We would like to thank the reviewers who tirelessly offered constructive feedback and criticism on the book throughout the rather long process of development. Thanks to Marck Vaisman, who read the book from the perspective of teaching Hadoop to data scientists. A very special thanks to Konstantinos Xirogiannopoulos, who—despite his busy research schedule—volunteered his time to provide clear, helpful, and above all, positive comments that were a delight to receive.

We would also like to thank our patient, persistent, and tireless editors at O’Reilly. We started the project with Meghan Blanchette who guided us through a series of mis-starts on the project. She stuck with us, but unfortunately our project outlasted her time at O’Reilly and she moved on to bigger and better things. We were especially glad, therefore, when Nicole Tache stepped into her shoes and managed to shepherd us back on track. Nicole took us to the end, and without her, this book would not have happened; she has a special knack for sending welcome emails at critical points that get the job done. Everyone at O’Reilly was wonderful to work with, and we’d also like to mention Marie Beaugureau, Amy Jollymore, Ben Lorica, and Mike Loukides, who gave advice and encouragement.

Here in DC, we were supported in an offline fashion by the crew at District Data Labs, who deserve a special shout out, especially Tony Ojeda, Rebecca Bilbro, Allen Leis, and Selma Gomez Orr. They supported our book in a variety of ways, including being the first to purchase the early release, offering feedback, reviewing code, and generally wondering when it would be done, encouraging us to get back to writing!

This book would not have been possible without the contributions of the amazing people in the Hadoop community, many of whom Jenny has the incredible privilege of working alongside every day at Cloudera. Special thanks to the Hue team; the dedication and passion they bring to providing the best Hadoop user experience around is truly extraordinary and inspiring.

To our families and especially our parents, Randy and Lily Bengfort and Wung and Namoak Kim, thank you for your endless encouragement, love, and support. Our parents have instilled in us a mutual zeal for learning and exploration, which has sent us down more than a few rabbit holes, but they also cultivated in us a shared tenacity and perseverance to always find our way to the other end.

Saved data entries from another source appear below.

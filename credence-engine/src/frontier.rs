//! Link frontier
//!
//! Pulls absolute URLs out of page text, scores how relevant the text around
//! each one is, and ranks survivors by `priority * relevance * reliability`.

use parking_lot::Mutex;
use regex::Regex;
use std::collections::HashSet;
use std::sync::LazyLock;

use credence_core::DomainRegistry;
use credence_net::is_fetchable;

/// Absolute http(s) URLs, stopping at whitespace, quotes and brackets
static URL_REGEX: LazyLock<Regex> = LazyLock::new(|| {
    Regex::new(r#"https?://[^\s"'<>()\[\]{}]+"#).unwrap()
});

/// Words that make surrounding text worth following
const RELEVANCE_KEYWORDS: &[&str] = &[
    "analysis", "research", "report", "price", "market", "trading", "chart", "forecast",
    "bitcoin", "btc", "ethereum", "eth", "crypto", "token", "defi", "onchain", "on-chain",
    "volume", "liquidity", "support", "resistance", "bullish", "bearish", "strategy", "data",
];

/// File types that never carry analysis text
const SKIPPED_EXTENSIONS: &[&str] = &[
    ".png", ".jpg", ".jpeg", ".gif", ".svg", ".webp", ".ico", ".css", ".js", ".woff",
    ".woff2", ".ttf", ".zip", ".gz", ".mp3", ".mp4",
];

/// Path fragments that usually hold long-form analysis
const BOOSTED_PATHS: &[&str] = &["/analysis", "/research", "/news", "/markets", "/report", "/insights"];

/// Hosts that mostly redirect or host short posts
const DAMPENED_HOSTS: &[&str] = &["t.co", "bit.ly", "tinyurl.com", "twitter.com", "x.com", "facebook.com", "instagram.com"];

/// Baseline relevance before keyword hits
const BASE_RELEVANCE: f64 = 0.2;

/// Relevance gained per keyword hit in the window
const KEYWORD_RELEVANCE: f64 = 0.1;

/// A link found in page text, ready to rank
#[derive(Debug, Clone, PartialEq)]
pub struct LinkCandidate {
    pub url: String,
    /// Structural preference for the URL shape
    pub priority: f64,
    /// Topical relevance of the surrounding text in `[0.0, 1.0]`
    pub relevance: f64,
    /// Registry score of the link's domain
    pub reliability: f64,
}

impl LinkCandidate {
    pub fn rank(&self) -> f64 {
        self.priority * self.relevance * self.reliability
    }
}

/// Link extraction parameters
#[derive(Debug, Clone)]
pub struct FrontierConfig {
    /// Maximum links kept per page
    pub max_links: usize,
    /// Candidates below this relevance are dropped
    pub min_relevance: f64,
    /// Characters on each side of a URL considered for relevance
    pub window: usize,
}

impl Default for FrontierConfig {
    fn default() -> Self {
        Self {
            max_links: 15,
            min_relevance: 0.3,
            window: 120,
        }
    }
}

/// URLs that have been claimed for fetching.
///
/// `claim` is a single test-and-insert, so concurrent crawlers sharing one set
/// can never both fetch the same URL.
#[derive(Debug, Default)]
pub struct ProcessedSet {
    urls: Mutex<HashSet<String>>,
}

impl ProcessedSet {
    pub fn new() -> Self {
        Self::default()
    }

    /// Mark the URL processed. Returns `false` if it already was, or if the
    /// set already holds `cap` entries.
    pub fn claim(&self, url: &str, cap: usize) -> bool {
        let mut urls = self.urls.lock();
        if urls.len() >= cap || urls.contains(url) {
            return false;
        }
        urls.insert(url.to_string())
    }

    pub fn contains(&self, url: &str) -> bool {
        self.urls.lock().contains(url)
    }

    pub fn len(&self) -> usize {
        self.urls.lock().len()
    }

    pub fn is_empty(&self) -> bool {
        self.urls.lock().is_empty()
    }
}

/// Extract, filter and rank the links in `content`.
///
/// Drops URLs already in `processed`, static assets and anything below the
/// relevance floor, then keeps the best `max_links` by rank.
pub fn extract_links(
    content: &str,
    processed: &ProcessedSet,
    registry: &DomainRegistry,
    config: &FrontierConfig,
) -> Vec<LinkCandidate> {
    let mut seen = HashSet::new();
    let mut candidates = Vec::new();

    for m in URL_REGEX.find_iter(content) {
        let url = trim_url(m.as_str());
        if !is_fetchable(url) || is_static_asset(url) {
            continue;
        }
        if processed.contains(url) || !seen.insert(url.to_string()) {
            continue;
        }

        let relevance = relevance(&surrounding_text(content, m.start(), m.end(), config.window));
        if relevance < config.min_relevance {
            continue;
        }

        candidates.push(LinkCandidate {
            url: url.to_string(),
            priority: priority(url),
            relevance,
            reliability: registry.score(url),
        });
    }

    // Stable sort keeps document order among equal ranks
    candidates.sort_by(|a, b| b.rank().total_cmp(&a.rank()));
    candidates.truncate(config.max_links);
    candidates
}

/// Relevance of a text window in `[0.0, 1.0]`
pub fn relevance(window: &str) -> f64 {
    let lower = window.to_lowercase();
    let words: Vec<&str> = lower
        .split(|c: char| !(c.is_alphanumeric() || c == '-'))
        .filter(|w| !w.is_empty())
        .collect();

    let hits = RELEVANCE_KEYWORDS
        .iter()
        .filter(|keyword| words.contains(keyword))
        .count();

    (BASE_RELEVANCE + hits as f64 * KEYWORD_RELEVANCE).clamp(0.0, 1.0)
}

/// Structural priority of a URL
pub fn priority(url: &str) -> f64 {
    let lower = url.to_lowercase();
    let host = credence_core::canonicalize_domain(&lower);

    if DAMPENED_HOSTS.contains(&host.as_str()) {
        return 0.5;
    }
    if BOOSTED_PATHS.iter().any(|p| lower.contains(p)) {
        return 1.5;
    }
    1.0
}

fn trim_url(url: &str) -> &str {
    url.trim_end_matches(['.', ',', ';', ':', '!', '?'])
}

fn is_static_asset(url: &str) -> bool {
    let path = url
        .split(['?', '#'])
        .next()
        .unwrap_or_default()
        .to_lowercase();
    SKIPPED_EXTENSIONS.iter().any(|ext| path.ends_with(ext))
}

/// Text around a match with the URL itself cut out
fn surrounding_text(content: &str, start: usize, end: usize, window: usize) -> String {
    let before: String = {
        let chars: Vec<char> = content[..start].chars().rev().take(window).collect();
        chars.into_iter().rev().collect()
    };
    let after: String = content[end..].chars().take(window).collect();
    format!("{} {}", before, after)
}

#[cfg(test)]
mod tests {
    use super::*;
    use credence_core::Membership;

    #[test]
    fn test_relevance() {
        assert!((relevance("nothing to see here") - 0.2).abs() < 1e-9);
        assert!((relevance("Bitcoin price analysis") - 0.5).abs() < 1e-9);
        assert_eq!(relevance(&RELEVANCE_KEYWORDS.join(" ")), 1.0);
    }

    #[test]
    fn test_priority() {
        assert_eq!(priority("https://coindesk.com/markets/2024/btc"), 1.5);
        assert_eq!(priority("https://t.co/abc"), 0.5);
        assert_eq!(priority("https://example.com/about"), 1.0);
    }

    #[test]
    fn test_low_relevance_and_assets_dropped() {
        let registry = DomainRegistry::new();
        let content = "Cute cats https://cats.example/gallery and a logo \
            https://coindesk.com/logo.png next to bitcoin market analysis";
        let config = FrontierConfig {
            window: 20,
            ..Default::default()
        };
        let links = extract_links(content, &ProcessedSet::new(), &registry, &config);
        assert!(links.is_empty());
    }

    #[test]
    fn test_processed_and_duplicates_dropped() {
        let registry = DomainRegistry::new();
        let processed = ProcessedSet::new();
        assert!(processed.claim("https://a.example/research", 50));

        let content = "bitcoin market analysis https://a.example/research \
            bitcoin market analysis https://b.example/research. \
            bitcoin market analysis https://b.example/research";
        let links = extract_links(content, &processed, &registry, &FrontierConfig::default());

        assert_eq!(links.len(), 1);
        assert_eq!(links[0].url, "https://b.example/research");
    }

    #[test]
    fn test_ranked_by_reliability() {
        let registry = DomainRegistry::with_curated_seeds();
        let content = "bitcoin price analysis https://100xgems.com/post \
            bitcoin price analysis https://reuters.com/post";
        let links = extract_links(content, &ProcessedSet::new(), &registry, &FrontierConfig::default());

        assert_eq!(links.len(), 2);
        assert_eq!(links[0].url, "https://reuters.com/post");
        assert_eq!(registry.membership("100xgems.com"), Membership::Unreliable);
        assert!(links[0].rank() > links[1].rank());
    }

    #[test]
    fn test_keeps_top_links() {
        let registry = DomainRegistry::new();
        let content: String = (0..30)
            .map(|i| format!("crypto market analysis https://site{}.example/page ", i))
            .collect();
        let config = FrontierConfig::default();
        let links = extract_links(&content, &ProcessedSet::new(), &registry, &config);
        assert_eq!(links.len(), config.max_links);
    }

    #[test]
    fn test_concurrent_claims_have_one_winner() {
        let processed = ProcessedSet::new();
        let wins: usize = std::thread::scope(|scope| {
            let handles: Vec<_> = (0..8)
                .map(|_| scope.spawn(|| processed.claim("https://race.example/research", 50)))
                .collect();
            handles
                .into_iter()
                .map(|h| h.join().unwrap() as usize)
                .sum()
        });

        assert_eq!(wins, 1);
        assert_eq!(processed.len(), 1);
    }

    #[test]
    fn test_processed_set_cap() {
        let processed = ProcessedSet::new();
        assert!(processed.claim("https://a.example", 2));
        assert!(!processed.claim("https://a.example", 2));
        assert!(processed.claim("https://b.example", 2));
        assert!(!processed.claim("https://c.example", 2));
        assert_eq!(processed.len(), 2);
    }
}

Finally, to our spouses—thanks, Patrick and Jacquelyn, for sticking with us. One of us may have said at some point “my marriage wouldn’t survive another book.” Certainly, in the final stages of the writing process, neither of them was thrilled to hear we were still plugging away. Nonetheless, it wouldn’t have gotten done without them (our book wouldn’t have survived without our marriages). Patrick and Jacquelyn offered friendly winks and waves as we were on video calls working out details and doing rewrites. They even read portions, offered advice, and were generally helpful in all ways. Neither of us were book authors before this, and we weren’t sure what we were getting into. Now that we know, we’re so glad they stuck by us.